Ochman and his colleagues’ work shows that bacterial lineages can still be traced by considering only the “traditional” forms of genetic inheritance. The widespread exchange of genes does not blur the line of descent because the acquired genes get lost from the genome at a later point or, if they do persist, the bacteria then transmit them to their offspring.

Being able to classify bacteria is crucial for medicine, Ochman said. “If you go to the doctor with strep throat he can be pretty certain that it’s the result of an infection with a species of Streptococcus and can therefore prescribe an appropriate antibiotic. If you couldn’t classify bacteria because they have genes from all over, doctors wouldn’t be able to do this.”

And my favorite:

In the world of mosquitofish size does matter. This addresses an issue brought up by creationists. They don’t like the thought of “random.” Well . . . neither does Natural Selection.
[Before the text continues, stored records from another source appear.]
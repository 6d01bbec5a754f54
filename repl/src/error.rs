use rubric_core::error::{ParseError, RubricError, RuntimeError};
use std::fmt;
use std::fmt::Formatter;
use thiserror::Error;

#[derive(Error, Debug)]
pub enum ReplError {
    #[error("Parser error:\n{}", render_all(.0))]
    Parse(Vec<DiagnosticWithContext>),

    #[error("Runtime error: {0}")]
    Runtime(#[from] RuntimeError),
}

impl ReplError {
    /// Attaches source context to every parse diagnostic.
    pub fn from_parse_errors(source: &str, errors: Vec<ParseError>) -> Self {
        ReplError::Parse(
            errors
                .into_iter()
                .map(|error| {
                    let context = ErrorContext::locate(source, &error);
                    DiagnosticWithContext { error, context }
                })
                .collect(),
        )
    }

    pub fn from_rubric(source: &str, error: RubricError) -> Self {
        match error {
            RubricError::Parse(errors) => Self::from_parse_errors(source, errors),
            RubricError::Runtime(err) => ReplError::Runtime(err),
        }
    }
}

fn render_all(diagnostics: &[DiagnosticWithContext]) -> String {
    diagnostics
        .iter()
        .map(ToString::to_string)
        .collect::<Vec<_>>()
        .join("\n")
}

pub struct ErrorContext {
    pub line: usize,
    pub column: usize,
    pub source_line: String,
}

impl ErrorContext {
    pub fn locate(source: &str, error: &ParseError) -> Option<Self> {
        let index = (error.line as usize).checked_sub(1)?;
        let source_line = source.lines().nth(index)?;
        Some(Self {
            line: error.line as usize,
            column: error.column as usize,
            source_line: source_line.to_string(),
        })
    }
}

pub struct DiagnosticWithContext {
    pub error: ParseError,
    pub context: Option<ErrorContext>,
}

impl fmt::Display for DiagnosticWithContext {
    fn fmt(&self, f: &mut Formatter<'_>) -> fmt::Result {
        match &self.context {
            Some(ctx) => {
                let ptr = " ".repeat(ctx.column.saturating_sub(1)) + "^";
                write!(
                    f,
                    "{}\nLine {}, column {}:\n{}\n{}",
                    self.error.message, ctx.line, ctx.column, ctx.source_line, ptr
                )
            }
            None => write!(f, "{}", self.error),
        }
    }
}

impl fmt::Debug for DiagnosticWithContext {
    fn fmt(&self, f: &mut Formatter<'_>) -> fmt::Result {
        fmt::Display::fmt(self, f)
    }
}
impl Precedence {
    fn of(kind: TokenKind) -> Self {
        match kind {
            TokenKind::Assign => Precedence::Assign,
            TokenKind::Question => Precedence::Ternary,
            TokenKind::And | TokenKind::Or => Precedence::Logical,
            TokenKind::EqualEqual | TokenKind::NotEqual => Precedence::Equals,
            TokenKind::Less | TokenKind::Greater | TokenKind::LessEq | TokenKind::GreaterEq => {
                Precedence::LessGreater
            }
            TokenKind::Plus | TokenKind::Minus => Precedence::Sum,
            TokenKind::Asterisk | TokenKind::Slash | TokenKind::Percent => Precedence::Product,
            TokenKind::Increment | TokenKind::Decrement => Precedence::Postfix,
            TokenKind::LParen => Precedence::Call,
            _ => Precedence::Lowest,
        }
    }
}

fn binary_operator(kind: TokenKind) -> Option<BinaryOperator> {
    let op = match kind {
        TokenKind::Plus => BinaryOperator::Add,
        TokenKind::Minus => BinaryOperator::Subtract,
        TokenKind::Asterisk => BinaryOperator::Multiply,
        TokenKind::Slash => BinaryOperator::Divide,
        TokenKind::Percent => BinaryOperator::Modulo,
        TokenKind::Less => BinaryOperator::Less,
        TokenKind::Greater => BinaryOperator::Greater,
        TokenKind::LessEq => BinaryOperator::LessEq,
        TokenKind::GreaterEq => BinaryOperator::GreaterEq,
        TokenKind::EqualEqual => BinaryOperator::EqualEqual,
        TokenKind::NotEqual => BinaryOperator::NotEqual,
        TokenKind::And => BinaryOperator::And,
        TokenKind::Or => BinaryOperator::Or,
        _ => return None,
    };
    Some(op)
}

/// Pratt parser over any [`TokenSource`].
///
/// Diagnostics are collected instead of aborting: a failed statement is dropped and
/// parsing resumes at the next token.
pub struct Parser<S: TokenSource> {
    source: S,
    current: Token,
    peek: Token,
    errors: Vec<ParseError>,
    in_function: bool,
}

impl<'a> Parser<Lexer<'a>> {
    pub fn from_source(source: &'a str) -> Self {
        Self::new(Lexer::new(source))
    }
}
There is a randomness in gene mutations. There is no control over radiation, errors in making copies of DNA, and others. There are many places for random error.

But choice in mates . . . not so much. Each species has a trait that is selected for, usually by the female. And in the mosquitofish . . . it’s a big “penis.”
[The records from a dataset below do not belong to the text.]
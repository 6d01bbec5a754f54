mod scope;
mod value;

pub use scope::{Env, Environment};
pub use value::{Function, Value};

use crate::ast::{
    BinaryOperator, BlockStatement, ElseBranch, Expression, IfStatement, PostfixOperator,
    PrefixOperator, Program, Statement,
};
use crate::error::RuntimeError;
use crate::types;
use std::io::{self, Write};

/// Why evaluation stopped before producing an ordinary value.
///
/// `Return` travels up to the nearest function call; `Error` travels all the way
/// to the host. Both ride the `Err` side so `?` propagates them.
#[derive(Debug, Clone, PartialEq)]
pub enum Signal {
    Return(Value),
    Error(RuntimeError),
}

impl From<RuntimeError> for Signal {
    fn from(err: RuntimeError) -> Self {
        Signal::Error(err)
    }
}

pub type EvalResult = std::result::Result<Value, Signal>;

/// Any node the evaluator can be pointed at.
#[derive(Debug, Clone, Copy)]
pub enum Node<'a> {
    Program(&'a Program),
    Statement(&'a Statement),
    Expression(&'a Expression),
}

/// Tree-walking evaluator. `display` output is written to `W`.
pub struct Interpreter<W: Write = io::Stdout> {
    output: W,
}

impl Interpreter<io::Stdout> {
    pub fn new() -> Self {
        Self::with_output(io::stdout())
    }
}

impl Default for Interpreter<io::Stdout> {
    fn default() -> Self {
        Self::new()
    }
}

impl<W: Write> Interpreter<W> {
    pub fn with_output(output: W) -> Self {
        Self { output }
    }

    pub fn into_output(self) -> W {
        self.output
    }

    /// Evaluates a single node. A missing node evaluates to `null`.
    pub fn evaluate(&mut self, node: Option<Node<'_>>, env: &Env) -> EvalResult {
        match node {
            None => Ok(Value::Null),
            Some(Node::Program(program)) => self.execute_statements(&program.statements, env),
            Some(Node::Statement(statement)) => self.execute_statement(statement, env),
            Some(Node::Expression(expr)) => self.evaluate_expression(expr, env),
        }
    }

    /// Runs a program directly in `env`, returning the value of its last statement.
    pub fn run(&mut self, program: &Program, env: &Env) -> Result<Value, RuntimeError> {
        let span = tracing::debug_span!("run", statements = program.statements.len());
        let _enter = span.enter();

        match self.execute_statements(&program.statements, env) {
            Ok(value) | Err(Signal::Return(value)) => Ok(value),
            Err(Signal::Error(err)) => {
                tracing::debug!(error = %err, "program failed");
                Err(err)
            }
        }
    }

    fn execute_statements(&mut self, statements: &[Statement], env: &Env) -> EvalResult {
        let mut result = Value::Null;
        for statement in statements {
            result = self.execute_statement(statement, env)?;
        }
        Ok(result)
    }

    fn execute_block(&mut self, block: &BlockStatement, env: &Env) -> EvalResult {
        let scope = Environment::enclosed(env);
        self.execute_statements(&block.statements, &scope)
    }

    fn execute_statement(&mut self, statement: &Statement, env: &Env) -> EvalResult {
        match statement {
            Statement::Var { name, value, .. } => {
                let value = match value {
                    Some(expr) => self.evaluate_expression(expr, env)?,
                    None => Value::Null,
                };
                env.borrow_mut().define(&name.name, value.clone(), false)?;
                Ok(value)
            }
            Statement::Const { name, value, .. } => {
                let value = self.evaluate_expression(value, env)?;
                env.borrow_mut().define(&name.name, value.clone(), true)?;
                Ok(value)
            }
            Statement::Return { value, .. } => {
                let value = match value {
                    Some(expr) => self.evaluate_expression(expr, env)?,
                    None => Value::Null,
                };
                Err(Signal::Return(value))
            }
            Statement::Block(block) => self.execute_block(block, env),
            Statement::If(stmt) => self.execute_if(stmt, env),
            Statement::While {
                condition, body, ..
            } => {
                while self.evaluate_expression(condition, env)?.is_truthy() {
                    self.execute_block(body, env)?;
                }
                Ok(Value::Null)
            }
            Statement::DoWhile {
                body, condition, ..
            } => {
                loop {
                    self.execute_block(body, env)?;
                    if !self.evaluate_expression(condition, env)?.is_truthy() {
                        break;
                    }
                }
                Ok(Value::Null)
            }
            Statement::For {
                init,
                condition,
                update,
                body,
                ..
            } => {
                let loop_env = Environment::enclosed(env);
                if let Some(init) = init {
                    self.execute_statement(init, &loop_env)?;
                }
                loop {
                    if let Some(condition) = condition {
                        if !self.evaluate_expression(condition, &loop_env)?.is_truthy() {
                            break;
                        }
                    }
                    self.execute_block(body, &loop_env)?;
                    if let Some(update) = update {
                        self.evaluate_expression(update, &loop_env)?;
                    }
                }
                Ok(Value::Null)
            }
            Statement::Expression { expression, .. } => self.evaluate_expression(expression, env),
            Statement::FunctionDeclaration { name, function, .. } => {
                let value = Value::Function(Function::new(function.clone(), env.clone()));
                env.borrow_mut().define(&name.name, value, false)?;
                Ok(Value::Null)
            }
            Statement::Display { arguments, .. } => {
                let mut rendered = Vec::with_capacity(arguments.len());
                for argument in arguments {
                    rendered.push(self.evaluate_expression(argument, env)?.to_string());
                }
                writeln!(self.output, "{}", rendered.join(" "))
                    .map_err(|e| RuntimeError::Output(e.to_string()))?;
                Ok(Value::Null)
            }
        }
    }

    fn execute_if(&mut self, stmt: &IfStatement, env: &Env) -> EvalResult {
        if self.evaluate_expression(&stmt.condition, env)?.is_truthy() {
            return self.execute_block(&stmt.consequence, env);
        }
        match &stmt.alternative {
            Some(ElseBranch::Block(block)) => self.execute_block(block, env),
            Some(ElseBranch::If(nested)) => self.execute_if(nested, env),
            None => Ok(Value::Null),
        }
    }

    fn evaluate_expression(&mut self, expr: &Expression, env: &Env) -> EvalResult {
        match expr {
            Expression::Identifier(ident) => env
                .borrow()
                .get(&ident.name)
                .ok_or_else(|| RuntimeError::UndefinedIdentifier(ident.name.clone()).into()),
            Expression::IntegerLiteral { value, .. } => Ok(Value::Integer(*value)),
            Expression::FloatLiteral { value, .. } => Ok(Value::Float(*value)),
            Expression::StringLiteral { value, .. } => Ok(Value::String(value.clone())),
            Expression::BooleanLiteral { value, .. } => Ok(Value::Boolean(*value)),
            Expression::Prefix {
                operator, right, ..
            } => match operator {
                PrefixOperator::Not => {
                    let value = self.evaluate_expression(right, env)?;
                    Ok(Value::Boolean(!value.is_truthy()))
                }
                PrefixOperator::Negate => Ok(self.evaluate_expression(right, env)?.negate()?),
                PrefixOperator::Increment => self.update(right, "++", 1, true, env),
                PrefixOperator::Decrement => self.update(right, "--", -1, true, env),
            },
            Expression::Postfix { operator, left, .. } => match operator {
                PostfixOperator::Increment => self.update(left, "++", 1, false, env),
                PostfixOperator::Decrement => self.update(left, "--", -1, false, env),
            },
            Expression::Infix {
                left,
                operator,
                right,
                ..
            } => self.evaluate_infix(left, *operator, right, env),
            Expression::Ternary {
                condition,
                consequence,
                alternative,
                ..
            } => {
                if self.evaluate_expression(condition, env)?.is_truthy() {
                    self.evaluate_expression(consequence, env)
                } else {
                    self.evaluate_expression(alternative, env)
                }
            }
            Expression::Assignment { name, value, .. } => {
                let value = self.evaluate_expression(value, env)?;
                env.borrow_mut().assign(&name.name, value.clone())?;
                Ok(value)
            }
            Expression::Call {
                callee, arguments, ..
            } => {
                let callee = self.evaluate_expression(callee, env)?;
                let function = match callee {
                    Value::Function(function) => function,
                    other => return Err(RuntimeError::NotCallable(other.type_name().into()).into()),
                };
                let mut args = Vec::with_capacity(arguments.len());
                for argument in arguments {
                    args.push(self.evaluate_expression(argument, env)?);
                }
                Ok(self.call_function(&function, args)?)
            }
            Expression::Function(literal) => {
                Ok(Value::Function(Function::new(literal.clone(), env.clone())))
            }
        }
    }

    fn evaluate_infix(
        &mut self,
        left: &Expression,
        operator: BinaryOperator,
        right: &Expression,
        env: &Env,
    ) -> EvalResult {
        let left = self.evaluate_expression(left, env)?;
        match operator {
            BinaryOperator::And if !left.is_truthy() => Ok(Value::Boolean(false)),
            BinaryOperator::Or if left.is_truthy() => Ok(Value::Boolean(true)),
            _ => {
                let right = self.evaluate_expression(right, env)?;
                Ok(left.binary_op(operator, &right)?)
            }
        }
    }

    /// `++`/`--` in either position: writes `value + delta` back to the identifier.
    fn update(
        &mut self,
        target: &Expression,
        operator: &str,
        delta: i64,
        prefix: bool,
        env: &Env,
    ) -> EvalResult {
        let Expression::Identifier(ident) = target else {
            return Err(RuntimeError::InvalidUpdateTarget(operator.to_string()).into());
        };

        let current = env
            .borrow()
            .get(&ident.name)
            .ok_or_else(|| RuntimeError::UndefinedAssignment(ident.name.clone()))?;
        let updated = match &current {
            Value::Integer(i) => Value::Integer(
                i.checked_add(delta)
                    .ok_or_else(|| RuntimeError::IntegerOverflow(operator.to_string()))?,
            ),
            Value::Float(f) => Value::Float(f + delta as f64),
            other => {
                return Err(RuntimeError::NonNumericUpdate {
                    operator: operator.to_string(),
                    actual: other.type_name().to_string(),
                }
                .into());
            }
        };

        env.borrow_mut().assign(&ident.name, updated.clone())?;
        Ok(if prefix { updated } else { current })
    }

    /// Applies a function value to already-evaluated arguments.
    pub fn call_function(
        &mut self,
        function: &Function,
        args: Vec<Value>,
    ) -> Result<Value, RuntimeError> {
        let span = tracing::debug_span!("call", function = %function.name(), args = args.len());
        let _enter = span.enter();

        let params = function.params();
        if params.len() != args.len() {
            return Err(RuntimeError::ArgumentCount {
                function: function.name().to_string(),
                expected: params.len(),
                actual: args.len(),
            });
        }

        let call_env = Environment::enclosed(&function.env);
        for (param, arg) in params.iter().zip(args) {
            let declared = &param.type_annotation.name;
            let actual = arg.type_name();
            let value = types::coerce_argument(declared, arg).ok_or_else(|| {
                RuntimeError::ArgumentType {
                    param: param.name.name.clone(),
                    function: function.name().to_string(),
                    expected: declared.clone(),
                    actual: actual.to_string(),
                }
            })?;
            call_env.borrow_mut().define(&param.name.name, value, false)?;
        }

        match self.execute_block(&function.literal.body, &call_env) {
            Ok(value) | Err(Signal::Return(value)) => Ok(value),
            Err(Signal::Error(err)) => Err(err),
        }
    }
}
This article explains why the not-so-well endowed are still around. It turns out a big penis can be a drag.

Image Hosted by ImageShack.us

Certain Female Fish Have Special Mating Preference :

A biologist at Washington University in St. Louis has shown that for some fish species, females prefer males with larger sexual organs, and actually choose them for mating. That does not exclude males with an average-sized sex organ, called a gonopodium. These fish out-compete the larger-endowed males in a predator-laden environment because they have a faster burst speed than the males with larger genitalia, who lose out because the size of their organ slows them down, making them ripe for capture by larger fish.

<snip>

 Brian Langerhans, Washington University biology graduate student in Arts & Sciences, has performed studies on mosquitofish (guppy-like fish, about an inch long) and found that female mosquitofish spend 80 percent more time with males who have a large gonopodium.
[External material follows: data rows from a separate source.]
use super::Value;
use crate::error::RuntimeError;
use std::cell::RefCell;
use std::collections::HashMap;
use std::rc::Rc;

/// Shared handle to a scope node. Closures keep their defining scope alive through it.
pub type Env = Rc<RefCell<Environment>>;

#[derive(Debug, Clone)]
struct Binding {
    value: Value,
    constant: bool,
}

/// One lexical scope: its own bindings plus an optional enclosing scope.
///
/// A function defined in a scope and stored in it forms a reference cycle
/// (scope -> function -> captured scope). Such scopes are never freed before
/// the process exits.
#[derive(Debug, Default)]
pub struct Environment {
    store: HashMap<String, Binding>,
    outer: Option<Env>,
}

impl Environment {
    pub fn root() -> Env {
        Rc::new(RefCell::new(Self::default()))
    }

    pub fn enclosed(outer: &Env) -> Env {
        tracing::trace!("entering child scope");
        Rc::new(RefCell::new(Self {
            store: HashMap::new(),
            outer: Some(Rc::clone(outer)),
        }))
    }

    /// Looks a name up through the whole scope chain.
    pub fn get(&self, name: &str) -> Option<Value> {
        match self.store.get(name) {
            Some(binding) => Some(binding.value.clone()),
            None => self.outer.as_ref()?.borrow().get(name),
        }
    }

    /// Creates a binding in this scope. Names already bound here cannot be redeclared;
    /// names bound in an outer scope are shadowed.
    pub fn define(&mut self, name: &str, value: Value, constant: bool) -> Result<(), RuntimeError> {
        let span = tracing::debug_span!("define", name = %name, constant);
        let _enter = span.enter();

        if self.store.contains_key(name) {
            return Err(RuntimeError::AlreadyDeclared(name.to_string()));
        }
        self.store
            .insert(name.to_string(), Binding { value, constant });
        Ok(())
    }

    /// Rebinds the nearest existing binding of `name`.
    pub fn assign(&mut self, name: &str, value: Value) -> Result<(), RuntimeError> {
        let span = tracing::debug_span!("assign", name = %name);
        let _enter = span.enter();

        match self.store.get_mut(name) {
            Some(binding) if binding.constant => {
                Err(RuntimeError::ConstantAssignment(name.to_string()))
            }
            Some(binding) => {
                binding.value = value;
                Ok(())
            }
            None => match &self.outer {
                Some(outer) => outer.borrow_mut().assign(name, value),
                None => Err(RuntimeError::UndefinedAssignment(name.to_string())),
            },
        }
    }

    /// Bindings of this scope only, sorted by name.
    pub fn bindings(&self) -> Vec<(String, Value, bool)> {
        let mut bindings: Vec<_> = self
            .store
            .iter()
            .map(|(name, binding)| (name.clone(), binding.value.clone(), binding.constant))
            .collect();
        bindings.sort_by(|a, b| a.0.cmp(&b.0));
        bindings
    }
}
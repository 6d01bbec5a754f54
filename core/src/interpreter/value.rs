use super::scope::Env;
use crate::ast::{BinaryOperator, FunctionLiteral, Param};
use crate::error::RuntimeError;
use std::fmt;
use std::rc::Rc;

#[derive(Debug, Clone, PartialEq)]
pub enum Value {
    Integer(i64),
    Float(f64),
    Boolean(bool),
    String(String),
    Null,
    Function(Function),
}

/// A function value: the shared literal plus the scope it closed over.
#[derive(Clone)]
pub struct Function {
    pub literal: Rc<FunctionLiteral>,
    pub env: Env,
}

impl Function {
    pub fn new(literal: Rc<FunctionLiteral>, env: Env) -> Self {
        Self { literal, env }
    }

    pub fn name(&self) -> &str {
        self.literal
            .name
            .as_ref()
            .map(|ident| ident.name.as_str())
            .unwrap_or("<anonymous>")
    }

    pub fn params(&self) -> &[Param] {
        &self.literal.params
    }
}

// The captured scope usually contains this function, so it is left out.
impl fmt::Debug for Function {
    fn fmt(&self, f: &mut fmt::Formatter<'_>) -> fmt::Result {
        f.debug_struct("Function")
            .field("name", &self.name())
            .field("signature", &self.literal.signature())
            .finish_non_exhaustive()
    }
}

impl PartialEq for Function {
    fn eq(&self, other: &Self) -> bool {
        Rc::ptr_eq(&self.literal, &other.literal) && Rc::ptr_eq(&self.env, &other.env)
    }
}

impl Value {
    pub fn type_name(&self) -> &'static str {
        match self {
            Value::Integer(_) => "int",
            Value::Float(_) => "float",
            Value::Boolean(_) => "boolean",
            Value::String(_) => "string",
            Value::Null => "null",
            Value::Function(_) => "function",
        }
    }

    pub fn is_truthy(&self) -> bool {
        match self {
            Value::Null => false,
            Value::Boolean(b) => *b,
            Value::Integer(i) => *i != 0,
            Value::Float(f) => *f != 0.0,
            Value::String(s) => !s.is_empty(),
            Value::Function(_) => true,
        }
    }

    fn is_numeric(&self) -> bool {
        matches!(self, Value::Integer(_) | Value::Float(_))
    }

    fn as_float(&self) -> Option<f64> {
        match self {
            Value::Integer(i) => Some(*i as f64),
            Value::Float(f) => Some(*f),
            _ => None,
        }
    }

    pub fn negate(&self) -> Result<Value, RuntimeError> {
        match self {
            Value::Integer(i) => i
                .checked_neg()
                .map(Value::Integer)
                .ok_or_else(|| RuntimeError::IntegerOverflow("-".to_string())),
            Value::Float(f) => Ok(Value::Float(-f)),
            other => Err(RuntimeError::UnsupportedPrefix {
                operator: "-".to_string(),
                operand: other.type_name().to_string(),
            }),
        }
    }

    /// Applies a binary operator to two evaluated operands.
    ///
    /// `&&` and `||` reach here only when both sides were already evaluated;
    /// the evaluator short-circuits them itself.
    pub fn binary_op(&self, op: BinaryOperator, rhs: &Value) -> Result<Value, RuntimeError> {
        let span = tracing::trace_span!(
            "binary_op",
            op = %op,
            lhs = %self.type_name(),
            rhs = %rhs.type_name()
        );
        let _enter = span.enter();

        match op {
            BinaryOperator::And => return Ok(Value::Boolean(self.is_truthy() && rhs.is_truthy())),
            BinaryOperator::Or => return Ok(Value::Boolean(self.is_truthy() || rhs.is_truthy())),
            BinaryOperator::EqualEqual => return Ok(Value::Boolean(self.loosely_equals(rhs))),
            BinaryOperator::NotEqual => return Ok(Value::Boolean(!self.loosely_equals(rhs))),
            _ => {}
        }

        match (self, rhs) {
            (Value::Integer(a), Value::Integer(b)) => integer_op(op, *a, *b),
            (Value::String(a), Value::String(b)) if is_relational(op) => {
                Ok(Value::Boolean(compare(op, a, b)))
            }
            (Value::String(_), _) | (_, Value::String(_)) if op == BinaryOperator::Add => {
                Ok(Value::String(format!("{}{}", self, rhs)))
            }
            _ => match (self.as_float(), rhs.as_float()) {
                (Some(a), Some(b)) => float_op(op, a, b),
                _ => Err(self.unsupported(op, rhs)),
            },
        }
    }

    /// Equality with cross-kind pairs compared by their rendered form.
    fn loosely_equals(&self, rhs: &Value) -> bool {
        match (self, rhs) {
            (Value::Integer(a), Value::Integer(b)) => a == b,
            _ if self.is_numeric() && rhs.is_numeric() => self.as_float() == rhs.as_float(),
            (Value::Boolean(a), Value::Boolean(b)) => a == b,
            (Value::String(a), Value::String(b)) => a == b,
            (Value::Null, Value::Null) => true,
            (Value::Function(a), Value::Function(b)) => a == b,
            _ => self.to_string() == rhs.to_string(),
        }
    }

    fn unsupported(&self, op: BinaryOperator, rhs: &Value) -> RuntimeError {
        RuntimeError::UnsupportedOperands {
            operator: op.to_string(),
            left: self.type_name().to_string(),
            right: rhs.type_name().to_string(),
        }
    }
}

fn is_relational(op: BinaryOperator) -> bool {
    matches!(
        op,
        BinaryOperator::Less
            | BinaryOperator::Greater
            | BinaryOperator::LessEq
            | BinaryOperator::GreaterEq
    )
}

fn compare<T: PartialOrd + ?Sized>(op: BinaryOperator, a: &T, b: &T) -> bool {
    match op {
        BinaryOperator::Less => a < b,
        BinaryOperator::Greater => a > b,
        BinaryOperator::LessEq => a <= b,
        BinaryOperator::GreaterEq => a >= b,
        _ => false,
    }
}

fn integer_op(op: BinaryOperator, a: i64, b: i64) -> Result<Value, RuntimeError> {
    let overflow = || RuntimeError::IntegerOverflow(op.to_string());
    let result = match op {
        BinaryOperator::Add => a.checked_add(b).ok_or_else(overflow)?,
        BinaryOperator::Subtract => a.checked_sub(b).ok_or_else(overflow)?,
        BinaryOperator::Multiply => a.checked_mul(b).ok_or_else(overflow)?,
        BinaryOperator::Divide => {
            if b == 0 {
                return Err(RuntimeError::DivisionByZero);
            }
            a.checked_div(b).ok_or_else(overflow)?
        }
        BinaryOperator::Modulo => {
            if b == 0 {
                return Err(RuntimeError::ModuloByZero);
            }
            a.checked_rem(b).ok_or_else(overflow)?
        }
        op if is_relational(op) => return Ok(Value::Boolean(compare(op, &a, &b))),
        _ => {
            return Err(Value::Integer(a).unsupported(op, &Value::Integer(b)));
        }
    };
    Ok(Value::Integer(result))
}

fn float_op(op: BinaryOperator, a: f64, b: f64) -> Result<Value, RuntimeError> {
    let result = match op {
        BinaryOperator::Add => a + b,
        BinaryOperator::Subtract => a - b,
        BinaryOperator::Multiply => a * b,
        BinaryOperator::Divide => {
            if b == 0.0 {
                return Err(RuntimeError::DivisionByZero);
            }
            a / b
        }
        BinaryOperator::Modulo => {
            if b == 0.0 {
                return Err(RuntimeError::ModuloByZero);
            }
            a % b
        }
        op if is_relational(op) => return Ok(Value::Boolean(compare(op, &a, &b))),
        _ => return Err(Value::Float(a).unsupported(op, &Value::Float(b))),
    };
    Ok(Value::Float(result))
}

impl fmt::Display for Value {
    fn fmt(&self, f: &mut fmt::Formatter<'_>) -> fmt::Result {
        match self {
            Value::Integer(i) => write!(f, "{}", i),
            Value::Float(x) => write!(f, "{}", x),
            Value::Boolean(b) => write!(f, "{}", b),
            Value::String(s) => write!(f, "{}", s),
            Value::Null => write!(f, "null"),
            Value::Function(func) => {
                let params = func
                    .params()
                    .iter()
                    .map(|p| p.name.name.as_str())
                    .collect::<Vec<_>>()
                    .join(", ");
                write!(f, "fn {}({}) {{ ... }}", func.name(), params)
            }
        }
    }
}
“A male with a larger gonopodium has a higher chance of mating, but in a predator environment he has a higher probability of dying,” Langerhans said. “That’s the cost, the tradeoff. On the other hand, we found that in predator-free environments gonopodia size was larger, as there is minimal cost for large genitalia in that environment. Bigger is better for mating, but smaller is better for avoiding predation.”

<snip>

Researchers have thought for about 20 years that the striking diversity of genital form results from post-mating sexual selection, such as sperm competition or cryptic female choice. That is, most evolutionists have believed that for animals with internal fertilization — like the livebearing fish Langerhans studies which don’t lay eggs– selection acting within the female’s body that biases fertilization toward males with a particular genital morphology has been largely responsible for the generation of genital diversity. Langerhans’s finding, however, contradicts that theory: he has shown that female mosquitofish make their choice before mating, and overwhelmingly that choice is made with size being the prize.

(emphasis mine)

So there is a debate. A constant and sometimes heated debate. What the creationist don’t understand is they need to have evidence to join this process.

If there were studies that would show their “scientific” ideas really were better at explaining the data they would be able to join in. If the data did look better – believe it or not, it would be accepted. There is no conspiracy of scientists. They love a good debate.

You can’t just say “because God did it” and expect everyone else to say, “well that is a good one . . . we’ll just stop what we’re doing . . . what fools we were getting all that evidence and stuff.” You can’t.

The problem is that the creationist’s ideas were the ones that got replaced. The world won’t re-flatten for you, and crystal spheres will not re-enclose the Earth just because it makes you more comfortable.